When Fr Joseph Longo arrived in France from the Democratic Republic of the Congo in 2003, he planned to stay just a few months to complete a philosophy doctorate. Today, having run large parish clusters in different dioceses, he has become one of many resident African priests helping to sustain the French Church.
It was hardly surprising that Fr Longo was prevailed upon to stay. Over the last half century the number of priests in France has been reduced by three quarters. Within six months of studying at Toulouse University’s Catholic faculty, Fr Longo had been asked to take over the medieval St Barthelemy’s Church at nearby Lauzerte, which also involved looking after 18 other parishes.
He is one of 1,800 foreign priests officially ministering in France, mostly from former colonies in Africa. The figure is nearly a fifth of the total number of diocesan clergy – 11,500. In May, the Ivory Coast’s bishops’ conference complained that more and more priests were going missing in Europe and ignoring instructions to return after completing study and pastoral assignments.
“The situation is worsening and we have to speak out and take a common stand, so the dioceses hosting our priests will understand our position,” Bishop Ignace Bessi Dogbo of Katiola, the bishops’ conference president, said.
“Once a priest is on mission, the host bishop needs to ensure he was genuinely sent by his own diocese and didn’t get there by some other means … If we’re to work together for the evangelisation of our respective countries, we must also respect each other’s rights.”
Bishop Dogbo said he was not sure how many of Ivory Coast’s clergy had absconded. But some dioceses, he said, were missing up to a third of their priests who had “made excuses” not to come home.
Some European Church leaders are sympathetic to these concerns as priests resisted calls to return to their countries of origin – citing study needs, personality clashes or political anxieties.

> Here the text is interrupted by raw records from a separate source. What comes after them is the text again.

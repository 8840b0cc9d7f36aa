//! Router wiring for the snapshot endpoints.

mod common;

use axum::body::Body;
use axum::http::{Request, StatusCode};
use http_body_util::BodyExt;
use serde_json::Value;
use tower::ServiceExt;

use vigil_axum::{AppState, CorsConfig, create_router};
use vigil_core::MonitorSettings;

async fn get(state: &AppState, uri: &str) -> (StatusCode, Vec<u8>) {
    let app = create_router(state.clone(), &CorsConfig::AllowAll);
    let response = app
        .oneshot(Request::builder().uri(uri).body(Body::empty()).unwrap())
        .await
        .unwrap();
    let status = response.status();
    let body = response.into_body().collect().await.unwrap().to_bytes();
    (status, body.to_vec())
}

async fn get_json(state: &AppState, uri: &str) -> (StatusCode, Value) {
    let (status, body) = get(state, uri).await;
    (status, serde_json::from_slice(&body).unwrap())
}

async fn seeded() -> AppState {
    let state = common::context(MonitorSettings::default()).await;
    common::seed(&state);
    state
}

#[tokio::test]
async fn health_endpoint_returns_ok() {
    let state = common::context(MonitorSettings::default()).await;
    let (status, body) = get(&state, "/health").await;
    assert_eq!(status, StatusCode::OK);
    assert_eq!(&body[..], b"OK");
}

#[tokio::test]
async fn services_lists_every_known_service() {
    let state = seeded().await;
    let (status, body) = get_json(&state, "/api/services").await;

    assert_eq!(status, StatusCode::OK);
    let services = body.as_array().unwrap();
    assert_eq!(services.len(), 2);
    let nginx = services
        .iter()
        .find(|s| s["serviceName"] == "nginx")
        .unwrap();
    assert_eq!(nginx["host"], "web-01");
    assert_eq!(nginx["source"], "docker");
    assert_eq!(nginx["state"], "running");
    assert_eq!(nginx["status"], "Up 2 hours");
}

#[tokio::test]
async fn services_is_empty_before_any_observation() {
    let state = common::context(MonitorSettings::default()).await;
    let (status, body) = get_json(&state, "/api/services").await;
    assert_eq!(status, StatusCode::OK);
    assert_eq!(body, Value::Array(Vec::new()));
}

#[tokio::test]
async fn host_reports_reachability() {
    let state = seeded().await;

    let (status, body) = get_json(&state, "/api/hosts/db-01").await;
    assert_eq!(status, StatusCode::OK);
    assert_eq!(body["reachable"], false);
    assert_eq!(body["lastError"], "connection refused");

    let (_, hosts) = get_json(&state, "/api/hosts").await;
    assert_eq!(hosts.as_array().unwrap().len(), 2);
}

#[tokio::test]
async fn unknown_host_is_not_found() {
    let state = seeded().await;

    for uri in ["/api/hosts/ghost", "/api/hosts/ghost/services"] {
        let (status, body) = get_json(&state, uri).await;
        assert_eq!(status, StatusCode::NOT_FOUND, "{uri}");
        assert_eq!(body["status"], 404);
        assert_eq!(body["error"], "unknown host: ghost");
    }
}

#[tokio::test]
async fn host_services_filters_by_host() {
    let state = seeded().await;

    let (status, body) = get_json(&state, "/api/hosts/web-01/services").await;
    assert_eq!(status, StatusCode::OK);
    assert_eq!(body.as_array().unwrap().len(), 2);

    // Known host without services.
    let (status, body) = get_json(&state, "/api/hosts/db-01/services").await;
    assert_eq!(status, StatusCode::OK);
    assert_eq!(body, Value::Array(Vec::new()));
}

#[tokio::test]
async fn status_summarises_the_monitor() {
    let state = seeded().await;
    let _viewer = state.bus.subscribe("probe");

    let (status, body) = get_json(&state, "/api/status").await;
    assert_eq!(status, StatusCode::OK);
    assert_eq!(body["discoveryComplete"], true);
    assert_eq!(body["suppressDiscovery"], true);
    assert_eq!(body["watchers"], 0);
    assert_eq!(body["services"], 2);
    assert_eq!(body["hosts"], 2);
    assert_eq!(body["bus"]["subscribers"], 1);
    assert_eq!(body["bus"]["published"], 0);
}

#[tokio::test]
async fn cors_preflight_allows_listed_origin() {
    let state = common::context(MonitorSettings::default()).await;
    let cors = CorsConfig::AllowOrigins(vec!["http://dashboard.local".to_string()]);
    let app = create_router(state, &cors);

    let response = app
        .oneshot(
            Request::builder()
                .method("OPTIONS")
                .uri("/api/services")
                .header("origin", "http://dashboard.local")
                .header("access-control-request-method", "GET")
                .body(Body::empty())
                .unwrap(),
        )
        .await
        .unwrap();

    assert_eq!(
        response
            .headers()
            .get("access-control-allow-origin")
            .unwrap(),
        "http://dashboard.local"
    );
}
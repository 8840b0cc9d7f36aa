//! Builds the watcher set described by the settings.

use std::sync::Arc;

use vigil_core::{MonitorSettings, SourceKind};

use super::{PollWatcher, PushWatcher, SourceWatcher};
use crate::feeds::{DockerFeed, EventFeed, SystemdFeed};
use crate::providers::HttpServiceProvider;

/// One push watcher per Docker or systemd host, plus one poll watcher per
/// HTTP backend covering all of that backend's hosts.
pub fn build_watchers(settings: &MonitorSettings) -> Vec<SourceWatcher> {
    let mut watchers = Vec::new();

    for host in &settings.hosts {
        let feed: Arc<dyn EventFeed> = match host.backend {
            SourceKind::Docker => Arc::new(DockerFeed::new(&host.name, host.endpoint.clone())),
            SourceKind::Systemd => Arc::new(SystemdFeed::new(&host.name, host.endpoint.clone())),
            SourceKind::Agent | SourceKind::HealthApi => continue,
        };
        watchers.push(PushWatcher::new(feed, settings.feed_retry_delay()).into());
    }

    for source in [SourceKind::Agent, SourceKind::HealthApi] {
        let endpoints: Vec<(String, String)> = settings
            .hosts_for(source)
            .filter_map(|h| Some((h.name.clone(), h.endpoint.clone()?)))
            .collect();
        if endpoints.is_empty() {
            continue;
        }
        let hosts = endpoints.iter().map(|(name, _)| name.clone()).collect();
        let provider = Arc::new(HttpServiceProvider::new(source, endpoints));
        watchers.push(
            PollWatcher::new(
                provider,
                hosts,
                settings.poll_interval(),
                settings.provider_timeout(),
            )
            .into(),
        );
    }

    watchers
}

“Whatever the circumstances, the non-return of a priest harms his fundamental relationship with his diocese and his pastor-bishop. If it isn’t planned and done with obedience, it should be condemned.”
A French archbisop said he was sensitive to priestly needs. Some clergy arrive in Europe without proper papers, having suffered hardships at home, while virtually all have faced racism and challenges adapting to a new culture. Many have counted on staying to support poor family members, or become dependent on medicines unobtainable at home, and clearly need help when preparing to go back.
Last month the Ivorian bishops’ conference president discussed the situation with his French counterpart, Archbishop Georges Pontier of Marseille, and a French Church delegation is expected to continue talks shortly in the Ivorian capital, Abidjan.
Bishop Dogbo admitted that the African Church has a problem with obedience anyway, especially among younger clergy. But, however urgently Europe’s bishops need priests, he said, they must always check where they are from, what they are doing and whether they are needed at home. Even those who acquire European citizenship remain attached to their dioceses of origin.